This is the concluding part of our four part series of travelogue style episodes to walk you through the final ten images from my recent Iceland Full Circle Tour and Workshop.
We pick up the trail on Sept 13 (2016) when we walked up from Detifoss to Selfoss. Selfoss doesn’t have the power that Detifoss has, but they’re definitely worth the extra walk once you are nearby. There is a series of falls all along the right side of the river as you can see in this photo (below).
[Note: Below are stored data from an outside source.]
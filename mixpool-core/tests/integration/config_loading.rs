use mixpool_core::domain::{OutPoint, PoolRole};
use mixpool_core::infrastructure::config::{load_app_config_from_path, load_config, AppConfig, CONFIG_FILE_NAME};
use mixpool_core::infrastructure::identity::coordinator_identity_from_config;
use std::sync::Mutex;

static ENV_LOCK: Mutex<()> = Mutex::new(());

const COORDINATOR_TOML: &str = r#"
[pool]
role = "coordinator"
max_pool_transactions = 4
queue_timeout_secs = 45

[runtime]
peer_id = "mn-test"
tick_interval_ms = 250

[identity]
secret_key_hex = "0101010101010101010101010101010101010101010101010101010101010101"
collateral_outpoint = "1111111111111111111111111111111111111111111111111111111111111111:1"
"#;

#[test]
fn test_load_config_when_file_missing_then_defaults() {
    let _guard = ENV_LOCK.lock().unwrap_or_else(|poisoned| poisoned.into_inner());
    let dir = tempfile::tempdir().expect("tempdir");
    let config = load_config(dir.path()).expect("load defaults");
    assert_eq!(config, AppConfig::default());
}

#[test]
fn test_load_config_when_toml_present_then_values_and_identity() {
    let _guard = ENV_LOCK.lock().unwrap_or_else(|poisoned| poisoned.into_inner());
    let dir = tempfile::tempdir().expect("tempdir");
    std::fs::write(dir.path().join(CONFIG_FILE_NAME), COORDINATOR_TOML).expect("write config");

    let config = load_config(dir.path()).expect("load");
    assert_eq!(config.pool.role, PoolRole::Coordinator);
    assert_eq!(config.pool.max_pool_transactions, 4);
    assert_eq!(config.pool.queue_timeout_secs, 45);
    assert_eq!(config.pool.signing_timeout_secs, AppConfig::default().pool.signing_timeout_secs);
    assert_eq!(config.runtime.peer_id, "mn-test");
    assert!(config.validate().is_ok());

    let identity = coordinator_identity_from_config(&config.identity).expect("identity");
    let expected: OutPoint = "1111111111111111111111111111111111111111111111111111111111111111:1".parse().expect("outpoint");
    assert_eq!(identity.id.outpoint(), &expected);
}

#[test]
fn test_load_config_when_env_set_then_overrides_file() {
    let _guard = ENV_LOCK.lock().unwrap_or_else(|poisoned| poisoned.into_inner());
    let dir = tempfile::tempdir().expect("tempdir");
    std::fs::write(dir.path().join(CONFIG_FILE_NAME), COORDINATOR_TOML).expect("write config");

    std::env::set_var("MIXPOOL_POOL__MAX_POOL_TRANSACTIONS", "5");
    std::env::set_var("MIXPOOL_RUNTIME__PEER_ID", "mn-env");
    let loaded = load_config(dir.path());
    std::env::remove_var("MIXPOOL_POOL__MAX_POOL_TRANSACTIONS");
    std::env::remove_var("MIXPOOL_RUNTIME__PEER_ID");

    let config = loaded.expect("load");
    assert_eq!(config.pool.max_pool_transactions, 5);
    assert_eq!(config.runtime.peer_id, "mn-env");
    assert_eq!(config.pool.queue_timeout_secs, 45);
}

#[test]
fn test_load_app_config_when_coordinator_lacks_identity_then_validation_error() {
    let _guard = ENV_LOCK.lock().unwrap_or_else(|poisoned| poisoned.into_inner());
    let dir = tempfile::tempdir().expect("tempdir");
    let path = dir.path().join(CONFIG_FILE_NAME);
    std::fs::write(&path, "[pool]\nrole = \"coordinator\"\n").expect("write config");

    let err = load_app_config_from_path(&path).expect_err("identity missing");
    assert!(err.to_string().contains("secret_key_hex"));
}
Again, I wish we’d been able to get to the other side of the falls, but it wasn’t to be this year. What I do like about this photo from this angle though, is that pronounced line of waves in the water, almost making an “S” shape from the front of the main falls, first banking left then coming back towards the middle of the frame and out the center of the bottom of the photo. It almost feels like there’s a giant serpent just under the surface of the water.
This was a 0.3 second exposure at f/14, ISO 100 at 100mm, with my 100-400mm lens. I converted to black and white in Capture One Pro. I haven’t used Silver Efex Pro once since I switched to Capture One, and I’m really not missing it. The biggest benefit of course is that I get to keep my images in their original raw format, so I save disk space, and will benefit from upgrades of the processing engine as Phase One upgrade Capture One Pro.
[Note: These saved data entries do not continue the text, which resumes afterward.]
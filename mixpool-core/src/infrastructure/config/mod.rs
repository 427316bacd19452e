mod loader;
mod types;
pub mod validation;

pub use loader::{load_config, load_config_from_file, CONFIG_FILE_NAME, ENV_PREFIX};
pub use types::*;

use crate::foundation::{MixError, Result};
use std::path::{Path, PathBuf};

pub const CONFIG_PATH_ENV: &str = "MIXPOOL_CONFIG_PATH";
pub const DATA_DIR_ENV: &str = "MIXPOOL_DATA_DIR";

/// Load and validate the configuration found via `MIXPOOL_CONFIG_PATH` / `MIXPOOL_DATA_DIR`.
pub fn load_app_config() -> Result<AppConfig> {
    let data_dir = resolve_data_dir()?;
    let path = resolve_config_path(&data_dir);
    load_app_config_from_path(&path)
}

pub fn load_app_config_from_path(path: &Path) -> Result<AppConfig> {
    let config = load_config_from_file(path)?;
    config.validate().map_err(|errors| MixError::ConfigError(format!("validation failed: {:?}", errors)))?;
    Ok(config)
}

pub fn resolve_config_path(data_dir: &Path) -> PathBuf {
    match std::env::var(CONFIG_PATH_ENV) {
        Ok(value) if !value.trim().is_empty() => PathBuf::from(value.trim()),
        _ => data_dir.join(CONFIG_FILE_NAME),
    }
}

pub fn resolve_data_dir() -> Result<PathBuf> {
    if let Ok(data_dir) = std::env::var(DATA_DIR_ENV) {
        let trimmed = data_dir.trim();
        if !trimmed.is_empty() {
            return Ok(PathBuf::from(trimmed));
        }
    }
    let cwd = std::env::current_dir()
        .map_err(|err| MixError::StorageError { operation: "env::current_dir".to_string(), details: err.to_string() })?;
    Ok(cwd.join(".mixpool"))
}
Later in the day, we visited Lake Mývatn, not far from where we were staying for the two days we spent in this area. In true form for Iceland the rain hadn’t really let up for the last few days, so a people decided to stay on the bus but some of us walked down to the lake, to capture some of the beautiful fall color that we can see in this photo (below).
The overall scene would have been nice in the sun, but I think the wet leaves look nice when they’re wet like this too. The colors literally become more “saturated” when wet. It’s not a coincidence that we use the same word to mean both colorful and very wet. I shot this with a 0.6 second exposure at f/14, ISO 100, at 63mm with my 24-70mm lens. If you didn’t catch it, I released a review of the new 24-105mm Mark II lens last week, and that’s what I’ll be working with in the future.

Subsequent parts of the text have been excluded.